So likewise, the authority of Nicholas Machiavel seemeth not to be contemned; who enquiring the causes of the growth of the Roman empire, doth give judgment; there was not one greater than this, that the state did so easily compound and incorporate with strangers.

It is true, that most estates and kingdoms have taken the other course: of which this effect hath followed, that the addition of further empire and territory hath been rather matter of burden, than matter of strength unto them: yea, and farther it hath kept alive the seeds and roots of revolts and rebellions for many ages; as we may see in a fresh and notable example of the kingdom of Arragon: which, though it were united to Castile by marriage, and not by conquest; and so descended in hereditary union by the space of more than an hundred years; yet because it was continued in a divided government, and not well incorporated and cemented with the other crowns, entered into a rebellion upon point of their fueros, or liberties, now of very late years.

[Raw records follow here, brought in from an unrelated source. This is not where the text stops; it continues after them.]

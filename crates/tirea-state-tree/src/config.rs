//! Store configuration.

use serde::{Deserialize, Serialize};

/// Default bound on nested write/notify rounds.
pub const DEFAULT_MAX_DISPATCH_DEPTH: usize = 64;

/// Settings for a [`RootStore`](crate::RootStore).
///
/// ```
/// use tirea_state_tree::StoreConfig;
///
/// let config: StoreConfig = serde_json::from_str(r#"{"name": "session"}"#).unwrap();
/// assert_eq!(config.name, "session");
/// assert_eq!(config.max_dispatch_depth, 64);
/// ```
#[derive(Debug, Clone, PartialEq, Eq, Serialize, Deserialize)]
#[serde(default)]
pub struct StoreConfig {
    /// Label attached to tracing events emitted by the store.
    pub name: String,
    /// How deeply subscribers may nest writes inside their own
    /// notifications before further writes are refused.
    pub max_dispatch_depth: usize,
}

impl Default for StoreConfig {
    fn default() -> Self {
        Self {
            name: "state-tree".to_owned(),
            max_dispatch_depth: DEFAULT_MAX_DISPATCH_DEPTH,
        }
    }
}

impl StoreConfig {
    /// Default settings.
    pub fn new() -> Self {
        Self::default()
    }

    #[must_use]
    pub fn with_name(mut self, name: impl Into<String>) -> Self {
        self.name = name.into();
        self
    }

    #[must_use]
    pub fn with_max_dispatch_depth(mut self, depth: usize) -> Self {
        self.max_dispatch_depth = depth;
        self
    }
}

Now to speak briefly of the several parts of that form, whereby states and kingdoms are perfectly united, they are, besides the sovereignty itself, four in number; union in name, union in language, union in laws, union in employments.

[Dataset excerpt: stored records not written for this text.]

impl FrameType {
    /// Thing type of the device profile bound to this frame type
    pub fn device_type(&self) -> Option<&'static str> {
        match self {
            FrameType::CbemmIccBase => Some("cbemm_evolution_icc_base_electricitymeter"),
            FrameType::CbemmIccEjp => Some("cbemm_evolution_icc_ejp_electricitymeter"),
            FrameType::CbemmIccHc => Some("cbemm_evolution_icc_hc_electricitymeter"),
            FrameType::CbemmIccTempo => Some("cbemm_evolution_icc_tempo_electricitymeter"),
            FrameType::CbemmBase => Some("cbemm_base_electricitymeter"),
            FrameType::CbemmEjp => Some("cbemm_ejp_electricitymeter"),
            FrameType::CbemmHc => Some("cbemm_hc_electricitymeter"),
            FrameType::CbemmTempo => Some("cbemm_tempo_electricitymeter"),
            FrameType::CbetmLongBase => Some("cbetm_base_electricitymeter"),
            FrameType::CbetmLongEjp => Some("cbetm_ejp_electricitymeter"),
            FrameType::CbetmLongHc => Some("cbetm_hc_electricitymeter"),
            FrameType::CbetmLongTempo => Some("cbetm_tempo_electricitymeter"),
            FrameType::LsmmProd => Some("lsmm_prod_electricitymeter"),
            FrameType::Lsmm => Some("lsmm_electricitymeter"),
            FrameType::LsmtProd => Some("lsmt_prod_electricitymeter"),
            FrameType::Lsmt => Some("lsmt_electricitymeter"),
            FrameType::CbetmShort | FrameType::Unknown => None,
        }
    }

    pub fn pricing(&self) -> Option<Pricing> {
        match self {
            FrameType::CbemmIccBase | FrameType::CbemmBase | FrameType::CbetmLongBase => Some(Pricing::Base),
            FrameType::CbemmIccEjp | FrameType::CbemmEjp | FrameType::CbetmLongEjp => Some(Pricing::Ejp),
            FrameType::CbemmIccHc | FrameType::CbemmHc | FrameType::CbetmLongHc => Some(Pricing::Hc),
            FrameType::CbemmIccTempo | FrameType::CbemmTempo | FrameType::CbetmLongTempo => Some(Pricing::Tempo),
            _ => None,
        }
    }

    /// Labels a complete frame of this type has to contain
    pub fn required_labels(&self) -> Vec<Label> {
        let mut labels: Vec<Label> = match self {
            FrameType::CbemmIccBase | FrameType::CbemmIccEjp | FrameType::CbemmIccHc | FrameType::CbemmIccTempo => {
                let mut l = CBEMM_COMMON.to_vec();
                l.push(Label::PAPP);
                l
            }
            FrameType::CbemmBase | FrameType::CbemmEjp | FrameType::CbemmHc | FrameType::CbemmTempo => CBEMM_COMMON.to_vec(),
            FrameType::CbetmLongBase | FrameType::CbetmLongEjp | FrameType::CbetmLongHc | FrameType::CbetmLongTempo => {
                CBETM_LONG_COMMON.to_vec()
            }
            FrameType::CbetmShort => CBETM_SHORT.to_vec(),
            FrameType::Lsmm => vec![Label::ADSC],
            FrameType::LsmmProd => vec![Label::ADSC, Label::EAIT],
            FrameType::Lsmt => vec![Label::ADSC, Label::IRMS2, Label::IRMS3],
            FrameType::LsmtProd => vec![Label::ADSC, Label::EAIT, Label::IRMS2, Label::IRMS3],
            FrameType::Unknown => Vec::new(),
        };

        if let Some(pricing) = self.pricing() {
            labels.extend_from_slice(match pricing {
                Pricing::Base => BASE_OPTION,
                Pricing::Hc => HC_OPTION,
                Pricing::Ejp => EJP_OPTION,
                Pricing::Tempo => TEMPO_OPTION,
            });
        }
        labels
    }

    pub fn check_required_labels(&self, frame: &Frame) -> Result<(), InvalidFrameError> {
        for label in self.required_labels() {
            if !frame.contains(label) {
                return Err(InvalidFrameError::MissingLabel(label));
            }
        }
        Ok(())
    }

    pub fn from_str(s: &str) -> Self {
        match s {
            "CBEMM_ICC_BASE" => FrameType::CbemmIccBase,
            "CBEMM_ICC_EJP" => FrameType::CbemmIccEjp,
            "CBEMM_ICC_HC" => FrameType::CbemmIccHc,
            "CBEMM_ICC_TEMPO" => FrameType::CbemmIccTempo,
            "CBEMM_BASE" => FrameType::CbemmBase,
            "CBEMM_EJP" => FrameType::CbemmEjp,
            "CBEMM_HC" => FrameType::CbemmHc,
            "CBEMM_TEMPO" => FrameType::CbemmTempo,
            "CBETM_SHORT" => FrameType::CbetmShort,
            "CBETM_LONG_BASE" => FrameType::CbetmLongBase,
            "CBETM_LONG_EJP" => FrameType::CbetmLongEjp,
            "CBETM_LONG_HC" => FrameType::CbetmLongHc,
            "CBETM_LONG_TEMPO" => FrameType::CbetmLongTempo,
            "LSMM_PROD" => FrameType::LsmmProd,
            "LSMM" => FrameType::Lsmm,
            "LSMT_PROD" => FrameType::LsmtProd,
            "LSMT" => FrameType::Lsmt,
            _ => FrameType::Unknown,
        }
    }

    pub fn as_str(&self) -> &'static str {
        match self {
            FrameType::CbemmIccBase => "CBEMM_ICC_BASE",
            FrameType::CbemmIccEjp => "CBEMM_ICC_EJP",
            FrameType::CbemmIccHc => "CBEMM_ICC_HC",
            FrameType::CbemmIccTempo => "CBEMM_ICC_TEMPO",
            FrameType::CbemmBase => "CBEMM_BASE",
            FrameType::CbemmEjp => "CBEMM_EJP",
            FrameType::CbemmHc => "CBEMM_HC",
            FrameType::CbemmTempo => "CBEMM_TEMPO",
            FrameType::CbetmShort => "CBETM_SHORT",
            FrameType::CbetmLongBase => "CBETM_LONG_BASE",
            FrameType::CbetmLongEjp => "CBETM_LONG_EJP",
            FrameType::CbetmLongHc => "CBETM_LONG_HC",
            FrameType::CbetmLongTempo => "CBETM_LONG_TEMPO",
            FrameType::LsmmProd => "LSMM_PROD",
            FrameType::Lsmm => "LSMM",
            FrameType::LsmtProd => "LSMT_PROD",
            FrameType::Lsmt => "LSMT",
            FrameType::Unknown => "UNKNOWN",
        }
    }
}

For name, though it seem but a superficial and outward matter, yet it carrieth much impression and enchantment: the general and common name of Græcia made the Greeks always apt to unite, though otherwise full of divisions amongst themselves, against other nations whom they called barbarous. The Helvetian name is no small band to knit together their leagues and confederacies the faster. The common name of Spain, no doubt, hath been a special means of the better union and conglutination of the several kingdoms of Castile, Arragon, Granada, Navarre, Valentia, Catalonia, and the rest, comprehending also now lately Portugal.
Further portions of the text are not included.